[Start of section]

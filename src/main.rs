// Command-line entry point: loads a dataset, runs one engine query and prints JSON.

use chrono::{Local, NaiveDate};
use clap::{Args, Parser, Subcommand};
use futures::future::join_all;
use riyadh::config::{AppConfig, ConfigError, EngineConfig, InvestmentGoals, load_config};
use riyadh::dataset::{Dataset, load_dataset};
use riyadh::model::{
    AnalysisError, ForecastPoint, MarketSummary, ModelError, Property, PropertyRecord, PropertyType, RiskLevel,
};
use riyadh::utils::parse_date;
use riyadh::{InvestmentAnalyzer, MarketAnalyzer, PredictiveEngine, sample};
use serde::Serialize;
use std::sync::Arc;
use thiserror::Error;
use tracing::{Level, debug, error, info};

/// Riyadh - real-estate valuation and market signals.
#[derive(Parser, Debug)]
#[command(name = "riyadh")]
#[command(version, about, long_about = None)]
struct Cli {
    #[command(flatten)]
    source: SourceArgs,

    /// Log at debug level
    #[arg(short, long, global = true)]
    verbose: bool,

    #[command(subcommand)]
    command: Commands,
}

#[derive(Args, Debug)]
struct SourceArgs {
    /// Path to a JSON configuration file
    #[arg(short, long, global = true)]
    config: Option<String>,

    /// JSON dataset; overrides `data_path` from the config
    #[arg(short, long, global = true)]
    data: Option<String>,

    /// Use the synthetic dataset generated from this seed
    #[arg(long, global = true, conflicts_with = "data")]
    sample: Option<u64>,

    /// Valuation date (YYYY-MM-DD or YYYY-MM); defaults to today
    #[arg(long, global = true)]
    as_of: Option<String>,
}

#[derive(Subcommand, Debug)]
enum Commands {
    /// Predict the value of a property
    Predict(PropertyArgs),

    /// Show trend, heat, velocity and classification for an area
    Market {
        location: String,
        /// Trend window in months
        #[arg(long, default_value_t = 12)]
        period: u32,
    },

    /// Project the median price of an area month by month
    Forecast {
        location: String,
        #[arg(long, default_value_t = 12)]
        months: u32,
    },

    /// Rental yield and ROI for buying a property at a given price
    Roi {
        #[command(flatten)]
        property: PropertyArgs,
        /// Purchase price
        #[arg(long)]
        price: f64,
        /// Holding period in years
        #[arg(long, default_value_t = 5)]
        years: u32,
    },

    /// Rank areas as investment opportunities
    Opportunities(OpportunityArgs),

    /// List areas whose recent price growth exceeds a threshold
    Emerging {
        /// Minimum price growth in percent
        #[arg(long, default_value_t = 5.0)]
        min_growth: f64,
    },

    /// Summarise every area concurrently
    Report {
        /// Forecast horizon in months
        #[arg(long, default_value_t = 12)]
        months: u32,
    },
}

#[derive(Args, Debug)]
struct PropertyArgs {
    /// Area the property is in
    #[arg(long)]
    location: String,

    /// apartment, villa, townhouse, commercial or residential
    #[arg(long = "type", default_value = "residential")]
    property_type: PropertyType,

    /// Size in square feet
    #[arg(long)]
    size: f64,

    #[arg(long)]
    bedrooms: Option<u32>,

    #[arg(long)]
    bathrooms: Option<f64>,

    #[arg(long)]
    year_built: Option<i32>,

    /// Comma-separated amenities
    #[arg(long, value_delimiter = ',')]
    amenities: Vec<String>,
}

#[derive(Args, Debug)]
struct OpportunityArgs {
    /// Maximum number of results
    #[arg(long, default_value_t = 10)]
    max: usize,

    /// Minimum total ROI in percent
    #[arg(long, default_value_t = 15.0)]
    min_roi: f64,

    /// Highest acceptable risk: low, medium or high
    #[arg(long, value_parser = parse_risk)]
    risk: Option<RiskLevel>,

    /// Holding period in years
    #[arg(long, default_value_t = 5)]
    years: u32,

    /// Maximum purchase price
    #[arg(long)]
    budget: Option<f64>,

    /// Comma-separated property types to consider
    #[arg(long = "types", value_delimiter = ',')]
    property_types: Vec<PropertyType>,
}

#[derive(Debug, Error)]
enum CliError {
    #[error(transparent)]
    Config(#[from] ConfigError),
    #[error(transparent)]
    Model(#[from] ModelError),
    #[error(transparent)]
    Analysis(#[from] AnalysisError),
    #[error("Failed to serialize output: {0}")]
    Output(#[from] serde_json::Error),
    #[error("Worker task failed: {0}")]
    Task(#[from] tokio::task::JoinError),
    #[error("Invalid date '{0}', expected YYYY-MM-DD or YYYY-MM")]
    Date(String),
    #[error("No dataset: pass --data, --sample or set data_path in the config")]
    NoDataset,
}

#[derive(Serialize)]
struct RoiReport {
    rental_yield_percent: f64,
    monthly_rent: f64,
    projection: riyadh::model::RoiProjection,
}

#[derive(Serialize)]
struct EmergingMarket {
    location: String,
    price_change_percent: f64,
}

#[derive(Serialize)]
struct AreaReport {
    summary: MarketSummary,
    forecast: Vec<ForecastPoint>,
}

#[tokio::main]
async fn main() {
    let cli = Cli::parse();

    // Logs go to stderr so stdout carries only JSON
    tracing_subscriber::fmt()
        .with_writer(std::io::stderr)
        .with_max_level(if cli.verbose { Level::DEBUG } else { Level::INFO })
        .init();

    if let Err(e) = run(cli).await {
        error!("{}", e);
        std::process::exit(1);
    }
}

async fn run(cli: Cli) -> Result<(), CliError> {
    let app_config = match &cli.source.config {
        Some(path) => load_config(path)?,
        None => AppConfig::default(),
    };
    let as_of = match &cli.source.as_of {
        Some(raw) => parse_date(raw).ok_or_else(|| CliError::Date(raw.clone()))?,
        None => Local::now().date_naive(),
    };
    let data = load_data(&cli.source, &app_config, as_of)?;
    let engine = app_config.engine;
    info!("Valuation date: {}", as_of);

    match cli.command {
        Commands::Predict(args) => {
            let property = build_property(&args)?;
            let prediction = PredictiveEngine::new(&data, &engine).predict_property_value(&property, as_of)?;
            print_json(&prediction)
        }
        Commands::Market { location, period } => {
            let market = MarketAnalyzer::new(&data, &engine);
            let mut summary = market.market_summary(&location);
            summary.trend = market.analyze_market_trend(&location, period);
            print_json(&summary)
        }
        Commands::Forecast { location, months } => {
            let forecast: Vec<ForecastPoint> = PredictiveEngine::new(&data, &engine)
                .forecast_market_trend(&location, months)
                .collect();
            print_json(&forecast)
        }
        Commands::Roi { property, price, years } => {
            let property = build_property(&property)?;
            let investment = InvestmentAnalyzer::new(&data, &engine);
            let report = RoiReport {
                rental_yield_percent: investment.calculate_rental_yield(&property, price)?,
                monthly_rent: investment.estimate_monthly_rent(&property),
                projection: investment.predict_roi(&property, price, years)?,
            };
            print_json(&report)
        }
        Commands::Opportunities(args) => {
            let goals = InvestmentGoals {
                min_roi: args.min_roi,
                risk_tolerance: args.risk.unwrap_or(RiskLevel::High),
                time_horizon_years: args.years,
                property_types: args.property_types,
                max_investment: args.budget,
            };
            let opportunities = InvestmentAnalyzer::new(&data, &engine).find_opportunities(&goals, args.max);
            print_json(&opportunities)
        }
        Commands::Emerging { min_growth } => {
            let emerging: Vec<EmergingMarket> = MarketAnalyzer::new(&data, &engine)
                .emerging_market_growth(min_growth)
                .into_iter()
                .map(|(location, price_change_percent)| EmergingMarket {
                    location,
                    price_change_percent,
                })
                .collect();
            print_json(&emerging)
        }
        Commands::Report { months } => {
            let reports = report(Arc::new(data), Arc::new(engine), months).await?;
            print_json(&reports)
        }
    }
}

/// Evaluates every area on the blocking pool; all tasks share one read-only dataset.
async fn report(data: Arc<Dataset>, engine: Arc<EngineConfig>, months: u32) -> Result<Vec<AreaReport>, CliError> {
    let locations: Vec<String> = data.market_locations().map(str::to_string).collect();
    info!("Building report for {} areas...", locations.len());

    let tasks: Vec<_> = locations
        .into_iter()
        .map(|location| {
            let data = Arc::clone(&data);
            let engine = Arc::clone(&engine);
            tokio::task::spawn_blocking(move || {
                debug!("Evaluating {}", location);
                AreaReport {
                    summary: MarketAnalyzer::new(&data, &engine).market_summary(&location),
                    forecast: PredictiveEngine::new(&data, &engine)
                        .forecast_market_trend(&location, months)
                        .collect(),
                }
            })
        })
        .collect();

    let mut reports = Vec::new();
    for result in join_all(tasks).await {
        reports.push(result?);
    }
    Ok(reports)
}

fn load_data(source: &SourceArgs, config: &AppConfig, as_of: NaiveDate) -> Result<Dataset, CliError> {
    if let Some(seed) = source.sample {
        info!("Generating sample dataset (seed {})", seed);
        return Ok(sample::generate(seed, as_of));
    }
    let path = source
        .data
        .as_deref()
        .or(config.data_path.as_deref())
        .ok_or(CliError::NoDataset)?;
    Ok(load_dataset(path)?)
}

fn build_property(args: &PropertyArgs) -> Result<Property, ModelError> {
    PropertyRecord {
        id: format!("cli-{}", Local::now().format("%Y%m%d%H%M%S")),
        location: args.location.clone(),
        property_type: args.property_type,
        square_footage: args.size,
        bedrooms: args.bedrooms,
        bathrooms: args.bathrooms,
        year_built: args.year_built,
        amenities: args.amenities.clone(),
        ..Default::default()
    }
    .try_into()
}

fn parse_risk(raw: &str) -> Result<RiskLevel, String> {
    match raw.trim().to_ascii_lowercase().as_str() {
        "low" => Ok(RiskLevel::Low),
        "medium" => Ok(RiskLevel::Medium),
        "high" => Ok(RiskLevel::High),
        other => Err(format!("unknown risk level '{}'", other)),
    }
}

fn print_json<T: Serialize>(value: &T) -> Result<(), CliError> {
    println!("{}", serde_json::to_string_pretty(value)?);
    Ok(())
}
impl TryFrom<TransactionRecord> for Transaction {
    type Error = ModelError;

    fn try_from(rec: TransactionRecord) -> Result<Self, Self::Error> {
        if let Some(baths) = rec.bathrooms {
            if !baths.is_finite() || baths < 0.0 {
                return Err(ModelError::invalid("bathrooms", format!("must not be negative, got {}", baths)));
            }
        }

        Ok(Transaction {
            id: require_non_empty("id", rec.id)?,
            location: require_non_empty("location", rec.location)?,
            property_type: rec.property_type,
            square_footage: require_positive("square_footage", rec.square_footage)?,
            sale_price: require_positive("sale_price", rec.sale_price)?,
            sale_date: rec.sale_date,
            bedrooms: rec.bedrooms,
            bathrooms: rec.bathrooms,
            amenities: rec.amenities,
        })
    }
}

impl Transaction {
    pub fn new(
        id: impl Into<String>,
        location: impl Into<String>,
        property_type: PropertyType,
        square_footage: f64,
        sale_price: f64,
        sale_date: NaiveDate,
    ) -> Result<Self, ModelError> {
        TransactionRecord {
            id: id.into(),
            location: location.into(),
            property_type,
            square_footage,
            sale_price,
            sale_date,
            ..Default::default()
        }
        .try_into()
    }

    pub fn with_rooms(mut self, bedrooms: u32, bathrooms: u32) -> Self {
        self.bedrooms = Some(bedrooms);
        self.bathrooms = Some(bathrooms as f64);
        self
    }

    pub fn id(&self) -> &str {
        &self.id
    }

    pub fn location(&self) -> &str {
        &self.location
    }

    pub fn property_type(&self) -> PropertyType {
        self.property_type
    }

    pub fn square_footage(&self) -> f64 {
        self.square_footage
    }

    pub fn sale_price(&self) -> f64 {
        self.sale_price
    }

    pub fn sale_date(&self) -> NaiveDate {
        self.sale_date
    }

    pub fn bedrooms(&self) -> Option<u32> {
        self.bedrooms
    }

    pub fn bathrooms(&self) -> Option<f64> {
        self.bathrooms
    }

    pub fn amenities(&self) -> &[String] {
        &self.amenities
    }

    pub fn price_per_sqft(&self) -> f64 {
        self.sale_price / self.square_footage
    }
}

/// Monthly market snapshot for one location.
#[derive(Debug, Clone, PartialEq, Serialize, Deserialize)]
pub struct MarketData {
    pub location: String,
    /// Start of the month this snapshot covers.
    pub period: NaiveDate,
    pub median_price: f64,
    pub sales_volume: u32,
    pub inventory: u32,
    pub avg_days_on_market: f64,
}

impl MarketData {
    /// Monthly absorption rate (sales / inventory).
    pub fn absorption_rate(&self) -> f64 {
        if self.inventory > 0 {
            self.sales_volume as f64 / self.inventory as f64
        } else {
            0.0
        }
    }

    /// Months needed to sell the active inventory at the current sales pace.
    pub fn months_of_supply(&self) -> f64 {
        self.inventory as f64 / self.sales_volume.max(1) as f64
    }
}

/// Static desirability profile of a location.
#[derive(Debug, Clone, PartialEq, Serialize, Deserialize)]
pub struct Neighborhood {
    pub location: String,
    /// Crimes per 1000 residents.
    pub crime_rate: f64,
    /// School rating on a 0-10 scale.
    pub school_rating: f64,
    pub median_income: f64,
    /// Walkability on a 0-100 scale.
    pub walkability_score: f64,
    /// Annual population growth in percent.
    pub population_growth_rate: f64,
    /// Employment rate in percent, when known.
    #[serde(default)]
    pub employment_rate: Option<f64>,
}

#[derive(Debug, Clone, Copy, PartialEq, Eq, Serialize, Deserialize)]
#[serde(rename_all = "lowercase")]
pub enum TrendDirection {
    Up,
    Down,
    Stable,
}

impl fmt::Display for TrendDirection {
    fn fmt(&self, f: &mut fmt::Formatter<'_>) -> fmt::Result {
        f.write_str(match self {
            TrendDirection::Up => "up",
            TrendDirection::Down => "down",
            TrendDirection::Stable => "stable",
        })
    }
}

#[derive(Debug, Clone, PartialEq, Serialize, Deserialize)]
pub struct MarketTrend {
    pub area: String,
    pub direction: TrendDirection,
    pub price_change_percent: f64,
    pub volume_change_percent: f64,
    pub inventory_change_percent: f64,
    pub days_on_market_change_percent: f64,
    pub period_start: Option<NaiveDate>,
    pub period_end: Option<NaiveDate>,
    /// Months between the first and last snapshot in the window.
    pub span_months: u32,
    pub data_points: usize,
    /// 0 when the window held too few snapshots.
    pub confidence: f64,
}

impl MarketTrend {
    /// Stable, zero-confidence trend used when an area lacks data.
    pub fn neutral(area: &str, data_points: usize) -> Self {
        Self {
            area: area.to_string(),
            direction: TrendDirection::Stable,
            price_change_percent: 0.0,
            volume_change_percent: 0.0,
            inventory_change_percent: 0.0,
            days_on_market_change_percent: 0.0,
            period_start: None,
            period_end: None,
            span_months: 0,
            data_points,
            confidence: 0.0,
        }
    }
}

#[derive(Debug, Clone, Copy, PartialEq, Eq, Serialize, Deserialize)]
#[serde(rename_all = "snake_case")]
pub enum MarketCondition {
    BuyersMarket,
    Balanced,
    SellersMarket,
}

impl fmt::Display for MarketCondition {
    fn fmt(&self, f: &mut fmt::Formatter<'_>) -> fmt::Result {
        f.write_str(match self {
            MarketCondition::BuyersMarket => "buyer's market",
            MarketCondition::Balanced => "balanced",
            MarketCondition::SellersMarket => "seller's market",
        })
    }
}

#[derive(Debug, Clone, PartialEq, Serialize, Deserialize)]
pub struct MarketSummary {
    pub area: String,
    pub heat_index: f64,
    pub velocity: f64,
    pub condition: MarketCondition,
    pub price_volatility: f64,
    pub trend: MarketTrend,
}

#[derive(Debug, Clone, Copy, PartialEq, Serialize, Deserialize)]
pub struct ConfidenceInterval {
    pub low: f64,
    pub high: f64,
}

impl ConfidenceInterval {
    pub fn contains(&self, value: f64) -> bool {
        self.low <= value && value <= self.high
    }
}
// Small numeric helpers shared by the analyzers.

/// Arithmetic mean, `None` for an empty slice.
pub fn mean(values: &[f64]) -> Option<f64> {
    if values.is_empty() {
        return None;
    }
    Some(values.iter().sum::<f64>() / values.len() as f64)
}

/// Median, `None` for an empty slice.
pub fn median(values: &[f64]) -> Option<f64> {
    if values.is_empty() {
        return None;
    }
    let mut sorted = values.to_vec();
    sorted.sort_by(|a, b| a.total_cmp(b));
    let mid = sorted.len() / 2;
    if sorted.len() % 2 == 0 {
        Some((sorted[mid - 1] + sorted[mid]) / 2.0)
    } else {
        Some(sorted[mid])
    }
}

/// Population variance, 0 for fewer than two values.
pub fn variance(values: &[f64]) -> f64 {
    if values.len() < 2 {
        return 0.0;
    }
    let avg = values.iter().sum::<f64>() / values.len() as f64;
    values.iter().map(|v| (v - avg).powi(2)).sum::<f64>() / values.len() as f64
}

/// Percent change from `from` to `to`; the base is floored at 1.
pub fn percent_change(from: f64, to: f64) -> f64 {
    (to - from) / from.max(1.0) * 100.0
}

/// Clamps a score into [0, 100].
pub fn clamp_score(value: f64) -> f64 {
    if value.is_nan() {
        return 0.0;
    }
    value.clamp(0.0, 100.0)
}

pub fn clamp01(value: f64) -> f64 {
    if value.is_nan() {
        return 0.0;
    }
    value.clamp(0.0, 1.0)
}

/// Weighted mean of `(value, weight)` pairs, normalising the weights to sum to 1.
pub fn weighted_mean(pairs: &[(f64, f64)]) -> Option<f64> {
    let total_weight: f64 = pairs.iter().map(|(_, w)| w).sum();
    if pairs.is_empty() || total_weight <= 0.0 {
        return None;
    }
    Some(pairs.iter().map(|(v, w)| v * w / total_weight).sum())
}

[End of section]

● HOW TO COMPLETE THIS TASK
From the listing above, copy every line where the string "ConfidenceInterval" is found.

● REPLY TO THE EXERCISE
pub struct ConfidenceInterval {
impl ConfidenceInterval {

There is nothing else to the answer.